First, why stick with flawed nominees like William Lynn for deputy defense secretary, Tim Geitner for Treasury Secretary, or Tom Daschle for Secretary of Health and Human Services? Obama campaigned against "Washington D. C. politics as usual" and now he appears to be standing firmly behind two nominees who either do not know how to file a tax return or are tax cheats. While Lynn's nomination does not approach the conflict of interest we saw with former VP Cheney serving as CEO of Halliburton, implementing an Executive Order restricting lobbying's influence on government and then following it with a waiver somehow seems even more disingenuous. Speaking of lobbying, I assure you we have just begun to see Daschle's problems because both he and his wife have cashed in big time at the lobby bar. Lucky for us that Bill Richardson had the decency to withdraw from consideration for his post. Too bad Dakota Tom won't do the same.

I don't know what makes Lynn or Daschle or Geithner so damned necessary to my future well being, either. And UGH SO TRUE ABOUT TOM having fitted the nipples of every lobbyist in town for MAXIMUM SUCTION. Facebook disallows pictures of Tom Daschle and lobbyists under there blanket ban on breastfeeding images.

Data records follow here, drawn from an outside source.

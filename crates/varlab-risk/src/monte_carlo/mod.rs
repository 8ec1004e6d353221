//! Monte Carlo VaR.
//!
//! [`SimulationParams`] fixes the run shape, a [`DrawProvider`](crate::draws::DrawProvider)
//! supplies the uniforms, and [`MonteCarloSimulation::compute`] produces a
//! [`SimulationResult`].

mod params;
mod result;
mod simulation;

pub use params::{SimulationParams, SimulationParamsBuilder, DEFAULT_HISTOGRAM_BUCKETS};
pub use result::SimulationResult;
pub use simulation::MonteCarloSimulation;
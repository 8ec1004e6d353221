//! # varlab Math
//!
//! Mathematical utilities for the varlab Value-at-Risk library.
//!
//! This crate provides:
//!
//! - **Statistics**: Sample mean, standard deviation and the percentile
//!   convention shared by every estimator
//! - **Distributions**: The standard normal (Φ, Φ⁻¹) and fitted normal parameters
//! - **Histogram**: Fixed bucket-count histograms for diagnostics
//! - **Correlation**: Pearson correlation and correlation matrices with a
//!   positive-semidefinite check
//! - **Linear Algebra**: Quadratic forms for portfolio aggregation
//!
//! ## Design Philosophy
//!
//! - **One Percentile Convention**: Linear interpolation between order
//!   statistics, used everywhere a quantile is read from data
//! - **Numerical Honesty**: Degenerate inputs are reported, never turned into NaN
//! - **No Hidden State**: Distributions are plain values passed explicitly

#![warn(missing_docs)]
#![warn(clippy::all)]
#![warn(clippy::pedantic)]
#![allow(clippy::module_name_repetitions)]
#![allow(clippy::missing_errors_doc)]
#![allow(clippy::missing_panics_doc)]
#![allow(clippy::must_use_candidate)]
#![allow(clippy::doc_markdown)]
#![allow(clippy::cast_sign_loss)]
#![allow(clippy::cast_possible_truncation)]
#![allow(clippy::cast_precision_loss)]
#![allow(clippy::similar_names)]
#![allow(clippy::many_single_char_names)]
#![allow(clippy::unreadable_literal)]
#![allow(clippy::uninlined_format_args)]

pub mod correlation;
pub mod distributions;
pub mod error;
pub mod histogram;
pub mod linear_algebra;
pub mod statistics;

/// Prelude module for convenient imports.
pub mod prelude {
    pub use crate::correlation::{pearson, CorrelationMatrix};
    pub use crate::distributions::{NormalDistributionParams, StandardNormal};
    pub use crate::error::{MathError, MathResult};
    pub use crate::histogram::{Bucket, Histogram};
    pub use crate::linear_algebra::{hadamard, quadratic_form};
    pub use crate::statistics::{
        max, mean, median, min, percentile, percentile_sorted, std_dev, variance,
    };
}

pub use error::{MathError, MathResult};
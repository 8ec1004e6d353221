//! Value-at-Risk estimators and their results.
//!
//! - [`parametric`]: variance-covariance VaR from a fitted normal
//! - [`historical`]: empirical percentiles of price and return histories
//! - [`interpretation`]: named transforms of raw VaR numbers
//!
//! Sign convention: VaR is reported as the lower-tail value itself (a return
//! or price change), so losses come out negative.

pub mod historical;
pub mod interpretation;
pub mod parametric;

use serde::{Deserialize, Serialize};

pub use historical::{HistoricalVaR, HistoricalVaRResult};
pub use interpretation::Interpretation;
pub use parametric::{parametric_var, ParametricVaR};

/// VaR at one confidence level.
#[derive(Debug, Clone, Copy, PartialEq, Serialize, Deserialize)]
pub struct VaRPoint {
    /// Confidence level in `(0, 1)`.
    pub confidence: f64,
    /// Raw VaR value.
    pub value: f64,
}

/// VaR per confidence level, in input order, plus optional interpretations.
#[derive(Debug, Clone, Default, Serialize)]
pub struct VaRResult {
    points: Vec<VaRPoint>,
    #[serde(skip)]
    interpretations: Vec<Interpretation>,
}

impl VaRResult {
    /// Creates a result from `(level, value)` points.
    #[must_use]
    pub fn new(points: Vec<VaRPoint>) -> Self {
        Self {
            points,
            interpretations: Vec::new(),
        }
    }

    /// Attaches an interpretation.
    #[must_use]
    pub fn with_interpretation(mut self, interpretation: Interpretation) -> Self {
        self.interpretations.push(interpretation);
        self
    }

    /// The raw points in input order.
    #[must_use]
    pub fn points(&self) -> &[VaRPoint] {
        &self.points
    }

    /// Raw values in input order.
    #[must_use]
    pub fn values(&self) -> Vec<f64> {
        self.points.iter().map(|p| p.value).collect()
    }

    /// Confidence levels in input order.
    #[must_use]
    pub fn levels(&self) -> Vec<f64> {
        self.points.iter().map(|p| p.confidence).collect()
    }

    /// Raw value at `confidence`, if that level was computed.
    #[must_use]
    pub fn value_at(&self, confidence: f64) -> Option<f64> {
        self.points
            .iter()
            .find(|p| (p.confidence - confidence).abs() < 1e-12)
            .map(|p| p.value)
    }

    /// Values transformed by the named interpretation.
    #[must_use]
    pub fn interpreted(&self, name: &str) -> Option<Vec<f64>> {
        let interpretation = self.interpretations.iter().find(|i| i.name() == name)?;
        Some(self.points.iter().map(|p| interpretation.apply(p.value)).collect())
    }

    /// Names of the attached interpretations.
    pub fn interpretations(&self) -> impl Iterator<Item = &str> {
        self.interpretations.iter().map(Interpretation::name)
    }

    /// Number of levels.
    #[must_use]
    pub fn len(&self) -> usize {
        self.points.len()
    }

    /// Returns true if no levels were computed.
    #[must_use]
    pub fn is_empty(&self) -> bool {
        self.points.is_empty()
    }

    /// Same levels with every value mapped; interpretations are dropped.
    pub(crate) fn map_values(&self, f: impl Fn(f64) -> f64) -> Self {
        Self::new(
            self.points
                .iter()
                .map(|p| VaRPoint {
                    confidence: p.confidence,
                    value: f(p.value),
                })
                .collect(),
        )
    }
}

impl PartialEq for VaRResult {
    fn eq(&self, other: &Self) -> bool {
        self.points == other.points
    }
}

Second, since the collapse of the financial world has come on the heels of eight years of Republican rule (and if you want to lay some blame at Clinton's feet, you would have to acknowledge that blame would be directed at his actions that were GOP-like such as regulatory relaxation), why does the Obama administration believe it needs to dilute the stimulus bill by including more of the same failed policies? While I don't think the Dems need to throw their victory in the GOP's face, the truth is they don't need GOP votes. Yes, they will need a few votes in the Senate, but the Dems don't need to sell the farm to grab a couple of those. I just don't remember the GOP being that concerned about the Dem's feelings at the beginning of the Bush presidency, but maybe I have a faulty memory.

Well, I give a guy like Paul Krugman credit, because he wants to double down on the stimulus policy, knowing full well that if they follow his advice and it explodes in everyone's face, Krugman's gonna take a hit to his reputation. But, you see, I respect that. He's puts his neck out, there, insisting he's right, knowing full well that we can never put the economy to a controlled experiment. But politicians are great big wusses who can't stand hits to their reputation, and so dilution becomes the order of the day. As much as the GOP do not want to see government intervention succeed - because they've opposed it on absolutist terms - the Dems don't want to see it fail. So everyone tends to pad the legislation with ideological escape hatches.

HAHA, Chris also asks:

Who has the greater need for a 12-Step Program?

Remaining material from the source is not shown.